How does the work needed increase when AGI tries to learn or solve more complex tasks?
Analyze the time complexity of this simplified AGI learning process.
function learnTasks(tasks) {
for (let task of tasks) {
process(task);
for (let subtask of task.subtasks) {
process(subtask);
}
}
}
function process(item) {
// Simulate learning effort
}
This code shows AGI learning a list of tasks, each with subtasks, processing each one.
Look at what repeats as input grows.
- Primary operation: Processing each task and its subtasks.
- How many times: Once for each task, plus once for each subtask inside each task.
As the number of tasks and subtasks grows, the total work grows too.
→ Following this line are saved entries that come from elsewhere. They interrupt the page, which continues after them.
//! Injected HTTP transport port
//!
//! The transport is the only system call the core makes. Callers may inject
//! their own implementation per call, per config, or process-wide; when none
//! is provided an ambient `reqwest`-backed transport is used.

use std::sync::{Arc, LazyLock, RwLock};

use async_trait::async_trait;
use bytes::Bytes;
use futures_util::StreamExt;
use futures_util::stream::{self, BoxStream};
use http::StatusCode;
use thiserror::Error;

/// Byte stream produced by a transport response body
pub type ByteStream = BoxStream<'static, Result<Bytes, TransportError>>;

/// Failure of the injected transport (connection error, abort, ...)
///
/// Propagated to callers unchanged; the core never retries.
#[derive(Debug, Clone, Error)]
#[error("transport error: {message}")]
pub struct TransportError {
    /// Human-readable failure description
    pub message: String,
}

impl TransportError {
    /// Create a transport error from any displayable cause
    pub fn new(message: impl Into<String>) -> Self {
        Self {
            message: message.into(),
        }
    }
}

/// Request handed to the transport
#[derive(Debug, Clone)]
pub struct TransportRequest {
    /// HTTP method
    pub method: http::Method,
    /// Fully-resolved request URL
    pub url: String,
    /// Header name/value pairs
    pub headers: Vec<(String, String)>,
    /// JSON request body, if any
    pub body: Option<String>,
}

/// Response returned by the transport
pub struct TransportResponse {
    /// HTTP status code
    pub status: StatusCode,
    /// Response body as a lazy byte stream
    pub body: ByteStream,
}

impl TransportResponse {
    /// Build a response from an in-memory body (useful for test transports)
    pub fn from_bytes(status: StatusCode, body: impl Into<Bytes>) -> Self {
        let body: Bytes = body.into();
        Self {
            status,
            body: stream::once(async move { Ok(body) }).boxed(),
        }
    }

    /// Drain the body into a string (unary path)
    pub async fn text(mut self) -> Result<String, TransportError> {
        let mut buf = Vec::new();
        while let Some(chunk) = self.body.next().await {
            buf.extend_from_slice(&chunk?);
        }
        Ok(String::from_utf8_lossy(&buf).into_owned())
    }
}

/// Port through which all provider HTTP traffic flows
///
/// Mirrors the fetch contract at the type level: one function from a request
/// to a status plus a byte stream, used for both unary and streaming calls.
#[async_trait]
pub trait Transport: Send + Sync {
    /// Perform one HTTP exchange
    async fn send(&self, request: TransportRequest) -> Result<TransportResponse, TransportError>;
}

/// Ambient transport backed by a shared `reqwest` client
pub struct HttpTransport {
    client: reqwest::Client,
}

impl HttpTransport {
    /// Create a transport with a fresh client
    pub fn new() -> Self {
        Self {
            client: reqwest::Client::new(),
        }
    }
}

impl Default for HttpTransport {
    fn default() -> Self {
        Self::new()
    }
}

#[async_trait]
impl Transport for HttpTransport {
    async fn send(&self, request: TransportRequest) -> Result<TransportResponse, TransportError> {
        let mut builder = self.client.request(request.method, &request.url);

        for (name, value) in &request.headers {
            builder = builder.header(name.as_str(), value.as_str());
        }

        if let Some(body) = request.body {
            builder = builder.header(http::header::CONTENT_TYPE, "application/json").body(body);
        }

        let response = builder.send().await.map_err(|e| TransportError::new(e.to_string()))?;

        let status = response.status();
        let body = response
            .bytes_stream()
            .map(|result| result.map_err(|e| TransportError::new(e.to_string())))
            .boxed();

        Ok(TransportResponse { status, body })
    }
}

/// Process-wide default transport, installed via `set_default_transport`
static PROCESS_TRANSPORT: RwLock<Option<Arc<dyn Transport>>> = RwLock::new(None);

/// Lazily-constructed ambient transport used when nothing else is configured
static AMBIENT_TRANSPORT: LazyLock<Arc<dyn Transport>> = LazyLock::new(|| Arc::new(HttpTransport::new()));

/// Install the process-wide default transport
///
/// A single pointer assignment; readers always observe either the previous
/// or the new transport, both of which are valid.
pub fn set_default_transport(transport: Arc<dyn Transport>) {
    if let Ok(mut slot) = PROCESS_TRANSPORT.write() {
        *slot = Some(transport);
    }
}

/// The currently-installed process-wide default transport, if any
pub fn default_transport() -> Option<Arc<dyn Transport>> {
    PROCESS_TRANSPORT.read().ok().and_then(|slot| slot.clone())
}

/// Resolve the transport for one call: call override, then config override,
/// then the process-wide default, then the ambient client
pub(crate) fn resolve_transport(
    call: Option<&Arc<dyn Transport>>,
    config: Option<&Arc<dyn Transport>>,
) -> Arc<dyn Transport> {
    call.or(config)
        .cloned()
        .or_else(default_transport)
        .unwrap_or_else(|| Arc::clone(&AMBIENT_TRANSPORT))
}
| Input Size (tasks) | Approx. Operations |
|---|---|
| 10 tasks (5 subtasks each) | 10 + 50 = 60 |
| 100 tasks (5 subtasks each) | 100 + 500 = 600 |
| 1000 tasks (5 subtasks each) | 1000 + 5000 = 6000 |
Pattern observation: The total work grows roughly in proportion to the total number of tasks and subtasks combined.
Time Complexity: O(n)
This means the learning effort grows directly with the total number of tasks and subtasks the AGI needs to handle.
[X] Wrong: "Adding more subtasks won't affect learning time much because subtasks are small."
[OK] Correct: Each subtask still requires processing, so more subtasks add up and increase total effort linearly.
Understanding how work grows with input size helps you explain challenges in building AGI and shows you can think about scaling problems clearly.
"What if each subtask also had its own subtasks? How would that affect the time complexity?"